The TriColi-stop is a one dose medication. I had some correspondence with the company that makes it and they said one dose because it gets rid of 99% of the trichamonus. You can dose again but they feel that it isn't necessary and just redundant. To this point I have seen nothing but improvement every day. So I assume it is working. The lump in his throat is smaller but being inexperienced with birds I don't know how long it generally takes to go away. Also I have treated my other pigeons with the tricoli-stop as a preventative. So far they all seem to be doing ok. Does the apple cider also help as a preventative for canker? Also is Spartrix an intestinal antibiotic like metronidazole?


----------



## Jass SamOplay (May 29, 2012)

Lu's loft said:


> The TriColi-stop is a one dose medication. I had some correspondence with the company that makes it and they said one dose because it gets rid of 99% of the trichamonus


We all know how well those so called one dose medications work. Ofcourse the correspondents!,they are gonna say so... No drug on earth can cure trichomoniasis with single dose. They are gonna be back (maybe with resistance).


Lu's loft said:


> Also is Spartrix an intestinal antibiotic like metronidazole?


If u think metronidazole or spartrix work on canker because its an antibiotic then u r wrong...! Metronidazole is an anemicide, anti bacterial and anti protozoan altogether. The antibiotic part work on inflammation of intestine as pigeons eat less and drink more when affected by canker. It also cure diarrhea. But it won't cure triches
Its the anti protozoan part of the metro that fights and kills the triches.
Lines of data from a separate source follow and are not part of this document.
#[cfg(test)]
mod tests {
    use super::*;
    use crate::types::MySqlColumnType;

    fn id() -> IdAndVersion {
        IdAndVersion::new(123)
    }

    #[test]
    fn test_create_table_with_double() {
        let schema = vec![ColumnModel::new(1, "score", ColumnType::Double)];
        let sql = create_table_sql(&schema, &id(), TableType::Table).unwrap();
        insta::assert_snapshot!(sql, @"CREATE TABLE IF NOT EXISTS T123 (ROW_ID BIGINT(20) NOT NULL, ROW_VERSION BIGINT(20) NOT NULL, _C1_ DOUBLE DEFAULT NULL, _DBL_C1_ ENUM('NaN','Infinity','-Infinity') DEFAULT NULL, PRIMARY KEY (ROW_ID))");
    }

    #[test]
    fn test_create_view_table_has_etag() {
        let sql = create_table_sql(&[], &id(), TableType::EntityView).unwrap();
        assert!(sql.contains("ROW_ETAG VARCHAR(36) NOT NULL"));
        assert!(sql.contains("ROW_BENEFACTOR BIGINT(20) NOT NULL"));
    }

    #[test]
    fn test_create_status_table() {
        insta::assert_snapshot!(create_status_table_sql(&id()), @"CREATE TABLE IF NOT EXISTS T123S (single_key ENUM('') NOT NULL PRIMARY KEY, ROW_VERSION BIGINT(20) NOT NULL, SCHEMA_HASH CHAR(64) NOT NULL)");
    }

    #[test]
    fn test_create_current_row_table() {
        insta::assert_snapshot!(create_current_row_table_sql(&id()), @"CREATE TABLE IF NOT EXISTS T123CR (ROW_ID BIGINT(20) NOT NULL PRIMARY KEY, ROW_VERSION BIGINT(20) NOT NULL, INDEX (ROW_VERSION))");
    }

    #[test]
    fn test_drop_table() {
        assert_eq!(
            drop_table_sql(&IdAndVersion::versioned(5, 2), TableIndexType::Status),
            "DROP TABLE IF EXISTS T5_2S"
        );
    }

    #[test]
    fn test_alter_drops_before_adds() {
        let old = vec!["ROW_ID".to_string(), "_C1_".to_string()];
        let schema = vec![ColumnModel::new(2, "n", ColumnType::Integer)];
        let sql = alter_table_for_diff(&old, &schema, &id()).unwrap().unwrap();
        assert_eq!(
            sql,
            "ALTER TABLE T123 DROP COLUMN _C1_, ADD COLUMN _C2_ BIGINT(20) DEFAULT NULL"
        );
    }

    #[test]
    fn test_alter_no_op() {
        let old = vec!["_C2_".to_string()];
        let schema = vec![ColumnModel::new(2, "renamed", ColumnType::Integer)];
        assert_eq!(alter_table_for_diff(&old, &schema, &id()).unwrap(), None);
    }

    #[test]
    fn test_create_or_alter_creates_when_empty() {
        let schema = vec![ColumnModel::new(2, "n", ColumnType::Integer)];
        let sql = create_or_alter_table_sql(&[], &schema, &id(), TableType::Table)
            .unwrap()
            .unwrap();
        assert!(sql.starts_with("CREATE TABLE"));
    }

    #[test]
    fn test_alter_for_changes() {
        let old = ColumnModel::new(1, "a", ColumnType::Double);
        let new = ColumnModel::new(1, "a", ColumnType::Integer);
        let change = ColumnChangeDetails::new(Some(old), Some(new))
            .unwrap()
            .with_old_column_info(DatabaseColumnInfo::new("_C1_"));
        let sql = alter_table_for_changes(&[change], &id()).unwrap().unwrap();
        assert_eq!(
            sql,
            "ALTER TABLE T123 DROP COLUMN _DBL_C1_, MODIFY COLUMN _C1_ BIGINT(20) DEFAULT NULL"
        );
    }

    #[test]
    fn test_delete_without_live_column_is_skipped() {
        let change = ColumnChangeDetails::delete(ColumnModel::new(1, "a", ColumnType::Integer));
        assert_eq!(alter_table_for_changes(&[change], &id()).unwrap(), None);
    }

    #[test]
    fn test_alter_index_sql() {
        let add = DatabaseColumnInfo::new("_C1_").with_type(MySqlColumnType::MediumText, None);
        let remove = DatabaseColumnInfo::new("_C2_").with_index("_C2_idx_");
        let change = IndexChange::new(vec![add], vec![remove], vec![]).unwrap();
        assert_eq!(
            alter_index_sql(&change, &id()).unwrap(),
            "ALTER TABLE T123 DROP INDEX _C2_idx_, ADD INDEX _C1_idx_ (_C1_(255))"
        );
    }

    #[test]
    fn test_cardinality_sql() {
        let columns = vec![DatabaseColumnInfo::new("_C1_"), DatabaseColumnInfo::new("ROW_ID")];
        assert_eq!(
            cardinality_sql(&columns, "T123").unwrap(),
            "SELECT COUNT(DISTINCT _C1_) AS _C1_, COUNT(DISTINCT ROW_ID) AS ROW_ID FROM T123"
        );
        assert_eq!(cardinality_sql(&[], "T123"), None);
    }

    #[test]
    fn test_show_sql() {
        assert_eq!(show_columns_sql("T1"), "SHOW COLUMNS FROM T1");
        assert_eq!(show_index_sql("T1"), "SHOW INDEX FROM T1");
    }
}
Antibiotic part of this med may assist but donot kill the triches.


Lu's loft said:


> Does the apple cider also help as a preventative for canker?


Yes,Its believed that ACV creates an acidic environment inside the gut of pigeons which is not liked by protozoan,bacteria and parasites.


Lu's loft said:


> I have treated my other pigeons with the tricoli-stop as a preventative


If treated individually it can prove to be a preventive. Prevention could also be done with ronidazole


----------



## Lu's loft (Apr 16, 2013)

The question I still pose is about how long does it take for the lump in the throat to go away?


----------



## Jass SamOplay (May 29, 2012)

Lu's loft said:


> The question I still pose is about how long does it take for the lump in the throat to go away?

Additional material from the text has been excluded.